Aravind Srinivasan
University of Maryland CS
Research focus: algorithms · machine learning theory · data science · probabilistic methods
手动审核申请准备:从 CS 排名关联的主页及官方 UMD/个人资料源开始,将您的契合度评估重点放在 algorithms 上,而非泛泛的兴趣。
Who this advisor fits / 什么情况下适合你
- Industry research or startup/translation paths appeal to you (meaningful share in public outcomes).
- Applicants should anchor fit in algorithms and use source-visible lab guidance or named alumni rows as the main preparation map.
- 工业研究或创业/转化路径对你有吸引力(公开去向里占比不低)。
- 申请人应锚定在 algorithms 中,并依据可见的实验室指导或校友姓名行作为 main 的准备工作图。
What to watch for / 什么情况下要慎重
- Faculty-only is your sole goal and you want zero industry/translation exposure.
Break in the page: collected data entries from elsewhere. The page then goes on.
//! Request context carrying cancellation, deadline and caller credentials
//!
//! Every public service operation takes a [`Context`]. Blocking waits inside
//! an operation (such as waiting for an event acknowledgement) race against
//! [`Context::done`] so that a cancelled or expired request surfaces its own
//! error instead of hanging.

use std::time::Duration;
use tokio::time::Instant;
use tokio_util::sync::CancellationToken;

use crate::Error;

/// Per-request context
#[derive(Debug, Clone, Default)]
pub struct Context {
    cancel: CancellationToken,
    deadline: Option<Instant>,
    credentials: Option<String>,
}

impl Context {
    /// Create a fresh context with no deadline and no credentials
    pub fn new() -> Self {
        Self::default()
    }

    /// Attach a bearer credential (API key) presented by the caller
    pub fn with_credentials(mut self, credentials: impl Into<String>) -> Self {
        self.credentials = Some(credentials.into());
        self
    }

    /// Expire the context at the given instant
    pub fn with_deadline(mut self, deadline: Instant) -> Self {
        self.deadline = Some(match self.deadline {
            Some(existing) if existing < deadline => existing,
            _ => deadline,
        });
        self
    }

    /// Expire the context after the given duration
    pub fn with_timeout(self, timeout: Duration) -> Self {
        self.with_deadline(Instant::now() + timeout)
    }

    /// A child context that is cancelled together with this one,
    /// but can also be cancelled on its own
    pub fn child(&self) -> Self {
        Self {
            cancel: self.cancel.child_token(),
            deadline: self.deadline,
            credentials: self.credentials.clone(),
        }
    }

    /// Credentials presented by the caller, if any
    pub fn credentials(&self) -> Option<&str> {
        self.credentials.as_deref()
    }

    pub fn deadline(&self) -> Option<Instant> {
        self.deadline
    }

    /// Cancel this context and all of its children
    pub fn cancel(&self) {
        self.cancel.cancel();
    }

    pub fn cancellation_token(&self) -> &CancellationToken {
        &self.cancel
    }

    /// The context error if the context is already done
    pub fn err(&self) -> Option<Error> {
        if self.cancel.is_cancelled() {
            return Some(Error::Cancelled);
        }
        match self.deadline {
            Some(deadline) if Instant::now() >= deadline => Some(Error::DeadlineExceeded),
            _ => None,
        }
    }

    /// Resolves once the context is cancelled or its deadline passes,
    /// yielding the corresponding error
    pub async fn done(&self) -> Error {
        match self.deadline {
            Some(deadline) => {
                tokio::select! {
                    biased;
                    _ = self.cancel.cancelled() => Error::Cancelled,
                    _ = tokio::time::sleep_until(deadline) => Error::DeadlineExceeded,
                }
            }
            None => {
                self.cancel.cancelled().await;
                Error::Cancelled
            }
        }
    }
}
//! Inbound email provider webhooks

pub mod providers;
pub mod service;
pub mod sns;

pub use providers::{parse_webhook, ParsedWebhook};
pub use service::{message_event_updates, WebhookEventService, WebhookServiceDeps};
pub use sns::{SnsSubscriptionConfirmer, SubscriptionConfirmer};
//! Broadcast Lifecycle Service

use super::lifecycle::{
    apply_cancel, apply_pause, apply_resume, apply_schedule, ensure_deletable, ensure_editable,
};
use super::types::{
    CreateBroadcastRequest, ListBroadcastsRequest, ListBroadcastsResponse,
    ScheduleBroadcastRequest, SendToIndividualRequest, TemplateAttachError,
    UpdateBroadcastRequest,
};
use super::validation::{validate_broadcast, validate_email, validate_schedule_request};
use crate::auth::{authenticate_user, Authenticator};
use crate::events::{
    publish_and_wait, EventBus, EventPayload, BROADCAST_CANCELLED, BROADCAST_PAUSED,
    BROADCAST_RESUMED, BROADCAST_SCHEDULED,
};
use crate::sender::{EmailSender, OutgoingEmail};
use crate::template::{RenderOptions, TemplateRenderer};
use chrono::Utc;
use notifuse_common::types::Pagination;
use notifuse_common::{Context, Error, Result, ResultExt};
use notifuse_storage::models::{Broadcast, BroadcastStatus, Contact, EmailProvider, Workspace};
use notifuse_storage::repository::{
    in_transaction, BroadcastRepository, ContactRepository, ListBroadcastsParams,
    TemplateRepository, WorkspaceRepository,
};
use std::sync::Arc;
use tracing::{debug, info, warn};
use uuid::Uuid;

/// Collaborators of the broadcast service
pub struct BroadcastServiceDeps {
    pub broadcasts: Arc<dyn BroadcastRepository>,
    pub workspaces: Arc<dyn WorkspaceRepository>,
    pub contacts: Arc<dyn ContactRepository>,
    pub templates: Arc<dyn TemplateRepository>,
    pub auth: Arc<dyn Authenticator>,
    pub events: Arc<dyn EventBus>,
    pub sender: Arc<dyn EmailSender>,
    pub renderer: Arc<TemplateRenderer>,
}

/// Drives broadcasts through their lifecycle
pub struct BroadcastService {
    broadcasts: Arc<dyn BroadcastRepository>,
    workspaces: Arc<dyn WorkspaceRepository>,
    contacts: Arc<dyn ContactRepository>,
    templates: Arc<dyn TemplateRepository>,
    auth: Arc<dyn Authenticator>,
    events: Arc<dyn EventBus>,
    sender: Arc<dyn EmailSender>,
    renderer: Arc<TemplateRenderer>,
}

/// Prefix storage failures; guard and not-found errors stay as they are
fn storage_err(context: &'static str) -> impl Fn(Error) -> Error {
    move |e| match e {
        Error::Database(_) | Error::Storage(_) | Error::Other(_) => e.wrap(context),
        other => other,
    }
}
- 你把「教职为唯一目标」且完全不想碰工业/转化网络。
Public evidence as of 2026-06-10
These are decision-support signals compiled from public evidence (faculty pages, publications, lab sites) to help you ask better questions — not a ranking, rating, or allegation about this advisor. / 以上为基于公开信息整理的择校参考,帮助你提出更好的问题,并非排名、评分或对该导师的指控。
Ask a verified 学长学姐 / 同校 .edu 认证点评
The thing applicants say only 师兄师姐 can tell you — current & former students of this lab, verified by their school .edu. Open the full dossier to read or add a verified note.